*DIRECTIONS FOR THIS TASK*: Provide the data again exactly, including every line that follows.

-- PROVIDED ENTRIES follows --

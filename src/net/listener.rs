//! TCP listener implementation with backpressure.
//!
//! # Responsibilities
//! - Bind to configured address(es)
//! - Accept incoming TCP connections
//! - Enforce max_connections limit via a semaphore shared by all listeners
//! - Graceful handling of accept errors

use std::net::SocketAddr;
use std::sync::Arc;
use tokio::net::{TcpListener, TcpStream};
use tokio::sync::{OwnedSemaphorePermit, Semaphore};

/// Error type for listener operations.
#[derive(Debug, thiserror::Error)]
pub enum ListenerError {
    /// Failed to bind to address.
    #[error("Failed to bind {address}: {source}")]
    Bind {
        address: String,
        source: std::io::Error,
    },
    /// Failed to accept connection.
    #[error("Failed to accept: {0}")]
    Accept(#[source] std::io::Error),
    /// The connection limit was closed (shutdown).
    #[error("Connection limit closed")]
    Closed,
}

/// Maximum number of in-flight connections, shared across listeners.
#[derive(Debug, Clone)]
pub struct ConnectionLimit {
    semaphore: Arc<Semaphore>,
    max: usize,
}

impl ConnectionLimit {
    pub fn new(max: usize) -> Self {
        Self {
            semaphore: Arc::new(Semaphore::new(max)),
            max,
        }
    }

    /// Get current available connection slots.
    pub fn available(&self) -> usize {
        self.semaphore.available_permits()
    }

    /// Get configured maximum connections.
    pub fn max(&self) -> usize {
        self.max
    }

    async fn acquire(&self) -> Result<ConnectionPermit, ListenerError> {
        let permit = self
            .semaphore
            .clone()
            .acquire_owned()
            .await
            .map_err(|_| ListenerError::Closed)?;
        Ok(ConnectionPermit { _permit: permit })
    }
}

/// A bounded TCP listener that limits concurrent connections.
///
/// When the limit is reached, new connections wait in the kernel backlog
/// until a slot becomes available.
pub struct Listener {
    /// The underlying TCP listener.
    inner: TcpListener,
    /// Shared semaphore limiting concurrent connections.
    limit: ConnectionLimit,
}

impl Listener {
    /// Bind to `address` with the given connection limit.
    pub async fn bind(address: &str, limit: ConnectionLimit) -> Result<Self, ListenerError> {
        let bind_error = |source| ListenerError::Bind {
            address: address.to_string(),
            source,
        };
        let addr: SocketAddr = address
            .parse()
            .map_err(|e| bind_error(std::io::Error::new(std::io::ErrorKind::InvalidInput, e)))?;

        let listener = TcpListener::bind(addr).await.map_err(bind_error)?;
        Ok(Self::from_tcp(listener, limit))
    }

    /// Wrap an already bound listener.
    pub fn from_tcp(inner: TcpListener, limit: ConnectionLimit) -> Self {
        if let Ok(local_addr) = inner.local_addr() {
            tracing::info!(
                address = %local_addr,
                max_connections = limit.max(),
                "Listener bound"
            );
        }
        Self { inner, limit }
    }

    /// Accept a new connection, respecting the connection limit.
    ///
    /// The connection is taken off the backlog first and then waits for a
    /// slot; until one frees up no further connection is accepted. An idle
    /// listener never holds a slot, so listeners sharing a limit cannot
    /// starve each other.
    pub async fn accept(&self) -> Result<(TcpStream, SocketAddr, ConnectionPermit), ListenerError> {
        let (stream, addr) = self.inner.accept().await.map_err(ListenerError::Accept)?;
        let _ = stream.set_nodelay(true);

        // Backpressure
        let permit = self.limit.acquire().await?;

        tracing::debug!(
            peer_addr = %addr,
            available_permits = self.limit.available(),
            "Connection accepted"
        );

        Ok((stream, addr, permit))
    }

    /// Get the local address this listener is bound to.
    pub fn local_addr(&self) -> Result<SocketAddr, std::io::Error> {
        self.inner.local_addr()
    }
}

/// A permit representing a connection slot.
///
/// When dropped, the connection slot is released back to the pool.
/// Backpressure holds even if the connection handler panics.
#[derive(Debug)]
pub struct ConnectionPermit {
    _permit: OwnedSemaphorePermit,
}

-- PROVIDED ENTRIES concluded --

*EXERCISE RESPONSE*:
filename src/net/listener.rs
//! TCP listener implementation with backpressure.
//!
//! # Responsibilities
//! - Bind to configured address(es)
//! - Accept incoming TCP connections
//! - Enforce max_connections limit via a semaphore shared by all listeners
//! - Graceful handling of accept errors

use std::net::SocketAddr;
use std::sync::Arc;
use tokio::net::{TcpListener, TcpStream};
use tokio::sync::{OwnedSemaphorePermit, Semaphore};

/// Error type for listener operations.
#[derive(Debug, thiserror::Error)]
pub enum ListenerError {
    /// Failed to bind to address.
    #[error("Failed to bind {address}: {source}")]
    Bind {
        address: String,
        source: std::io::Error,
    },
    /// Failed to accept connection.
    #[error("Failed to accept: {0}")]
    Accept(#[source] std::io::Error),
    /// The connection limit was closed (shutdown).
    #[error("Connection limit closed")]
    Closed,
}

/// Maximum number of in-flight connections, shared across listeners.
#[derive(Debug, Clone)]
pub struct ConnectionLimit {
    semaphore: Arc<Semaphore>,
    max: usize,
}

impl ConnectionLimit {
    pub fn new(max: usize) -> Self {
        Self {
            semaphore: Arc::new(Semaphore::new(max)),
            max,
        }
    }

    /// Get current available connection slots.
    pub fn available(&self) -> usize {
        self.semaphore.available_permits()
    }

    /// Get configured maximum connections.
    pub fn max(&self) -> usize {
        self.max
    }

    async fn acquire(&self) -> Result<ConnectionPermit, ListenerError> {
        let permit = self
            .semaphore
            .clone()
            .acquire_owned()
            .await
            .map_err(|_| ListenerError::Closed)?;
        Ok(ConnectionPermit { _permit: permit })
    }
}

/// A bounded TCP listener that limits concurrent connections.
///
/// When the limit is reached, new connections wait in the kernel backlog
/// until a slot becomes available.
pub struct Listener {
    /// The underlying TCP listener.
    inner: TcpListener,
    /// Shared semaphore limiting concurrent connections.
    limit: ConnectionLimit,
}

impl Listener {
    /// Bind to `address` with the given connection limit.
    pub async fn bind(address: &str, limit: ConnectionLimit) -> Result<Self, ListenerError> {
        let bind_error = |source| ListenerError::Bind {
            address: address.to_string(),
            source,
        };
        let addr: SocketAddr = address
            .parse()
            .map_err(|e| bind_error(std::io::Error::new(std::io::ErrorKind::InvalidInput, e)))?;

        let listener = TcpListener::bind(addr).await.map_err(bind_error)?;
        Ok(Self::from_tcp(listener, limit))
    }

    /// Wrap an already bound listener.
    pub fn from_tcp(inner: TcpListener, limit: ConnectionLimit) -> Self {
        if let Ok(local_addr) = inner.local_addr() {
            tracing::info!(
                address = %local_addr,
                max_connections = limit.max(),
                "Listener bound"
            );
        }
        Self { inner, limit }
    }

    /// Accept a new connection, respecting the connection limit.
    ///
    /// The connection is taken off the backlog first and then waits for a
    /// slot; until one frees up no further connection is accepted. An idle
    /// listener never holds a slot, so listeners sharing a limit cannot
    /// starve each other.
    pub async fn accept(&self) -> Result<(TcpStream, SocketAddr, ConnectionPermit), ListenerError> {
        let (stream, addr) = self.inner.accept().await.map_err(ListenerError::Accept)?;
        let _ = stream.set_nodelay(true);

        // Backpressure
        let permit = self.limit.acquire().await?;

        tracing::debug!(
            peer_addr = %addr,
            available_permits = self.limit.available(),
            "Connection accepted"
        );

        Ok((stream, addr, permit))
    }

    /// Get the local address this listener is bound to.
    pub fn local_addr(&self) -> Result<SocketAddr, std::io::Error> {
        self.inner.local_addr()
    }
}

/// A permit representing a connection slot.
///
/// When dropped, the connection slot is released back to the pool.
/// Backpressure holds even if the connection handler panics.
#[derive(Debug)]
pub struct ConnectionPermit {
    _permit: OwnedSemaphorePermit,
}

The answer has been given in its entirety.